L'amata piattaforma di video in formato breve Vine sta facendo un ritorno trionfale, e questa volta è armata di una missione chiara: tenere l'intelligenza artificiale fuori dall'equazione creativa. Il co-fondatore di Twitter Jack Dorsey ha dato il suo sostegno a Divine, un ambizioso riavvio dell'iconica app video di sei secondi che un tempo dominava i social media e plasmava la cultura di Internet. Questa nuova impresa rappresenta una risposta diretta alle crescenti preoccupazioni relative ai contenuti generati dall'intelligenza artificiale che inondano le piattaforme social, comunemente definite "slop dell'intelligenza artificiale" da utenti e creatori frustrati.
L'impatto originale di Vine sulla cultura digitale non può essere sopravvalutato. Lanciata nel 2013, la piattaforma video in formato breve ha rivoluzionato il modo in cui le persone consumano e creano contenuti online limitando i video a soli sei secondi di riprese in loop. Questa limitazione paradossalmente ha scatenato un'enorme creatività, poiché gli utenti hanno imparato a creare narrazioni avvincenti, sketch comici e umorismo assurdo all'interno di parametri così ristretti. La piattaforma è diventata rapidamente un terreno fertile per momenti virali che avrebbero definito l'umorismo su Internet per milioni di utenti in tutto il mondo, creando un fenomeno culturale unico che ha avuto risonanza in tutti i dati demografici.

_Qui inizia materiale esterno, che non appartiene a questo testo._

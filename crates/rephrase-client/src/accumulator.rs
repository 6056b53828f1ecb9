use serde::ser::SerializeMap as _;

/// Style keys the server is known to produce, with display titles, in
/// presentation order. Other keys are accepted and accumulated too.
pub const KNOWN_STYLES: [(&str, &str); 4] = [
    ("professional", "Professional"),
    ("casual", "Casual"),
    ("polite", "Polite"),
    ("social-media", "Social Media"),
];

/// Returns the display title for a style key, if it is a known one.
pub fn style_title(style: &str) -> Option<&'static str> {
    KNOWN_STYLES
        .iter()
        .find(|(key, _)| *key == style)
        .map(|(_, title)| *title)
}

/// Per-style running concatenation of content deltas.
///
/// Entries appear lazily on the first delta for a key and keep their
/// insertion order. Text only ever grows.
#[derive(Clone, Debug, Default, PartialEq, Eq)]
pub struct Accumulator {
    entries: Vec<(String, String)>,
}

/// Owned, read-only copy of an [`Accumulator`] handed to observers.
pub type OutputSnapshot = Accumulator;

impl Accumulator {
    /// Creates an empty accumulator.
    pub fn new() -> Self {
        Self::default()
    }

    /// Appends `delta` to the text for `style`, creating the entry if needed.
    pub fn apply(&mut self, style: &str, delta: &str) {
        match self.entries.iter_mut().find(|(key, _)| key == style) {
            Some((_, text)) => text.push_str(delta),
            None => self.entries.push((style.to_string(), delta.to_string())),
        }
    }

    /// Returns the accumulated text for `style`.
    pub fn get(&self, style: &str) -> Option<&str> {
        self.entries
            .iter()
            .find(|(key, _)| key == style)
            .map(|(_, text)| text.as_str())
    }

    /// Iterates `(style, text)` pairs in first-seen order.
    pub fn iter(&self) -> impl Iterator<Item = (&str, &str)> {
        self.entries
            .iter()
            .map(|(key, text)| (key.as_str(), text.as_str()))
    }

    /// Number of styles with output.
    pub fn len(&self) -> usize {
        self.entries.len()
    }

    /// Returns true if no delta has been applied.
    pub fn is_empty(&self) -> bool {
        self.entries.is_empty()
    }

    /// Returns an owned copy of the current state.
    pub fn snapshot(&self) -> OutputSnapshot {
        self.clone()
    }

    pub(crate) fn clear(&mut self) {
        self.entries.clear();
    }
}

impl serde::Serialize for Accumulator {
    fn serialize<S: serde::Serializer>(&self, serializer: S) -> Result<S::Ok, S::Error> {
        let mut map = serializer.serialize_map(Some(self.entries.len()))?;
        for (style, text) in &self.entries {
            map.serialize_entry(style, text)?;
        }
        map.end()
    }
}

Al suo apice, Vine contava un pubblico impressionante di 100 milioni di utenti attivi mensili, affermandosi come un colosso culturale nel panorama dei social media. Al di là del semplice numero di utenti, Vine è servito da trampolino di lancio per innumerevoli creatori di contenuti che avrebbero raggiunto il successo mainstream. Personalità importanti come Logan Paul, Lil Nas X e innumerevoli altri influencer hanno costruito i loro primi seguaci su Vine prima di sfruttare quella fama su piattaforme più ampie. Il formato di sei secondi dell'app è diventato così iconico da generare intere sottoculture, meme e uno stile comico distintivo che ha influenzato l'intrattenimento in televisione, servizi di streaming e altri media digitali.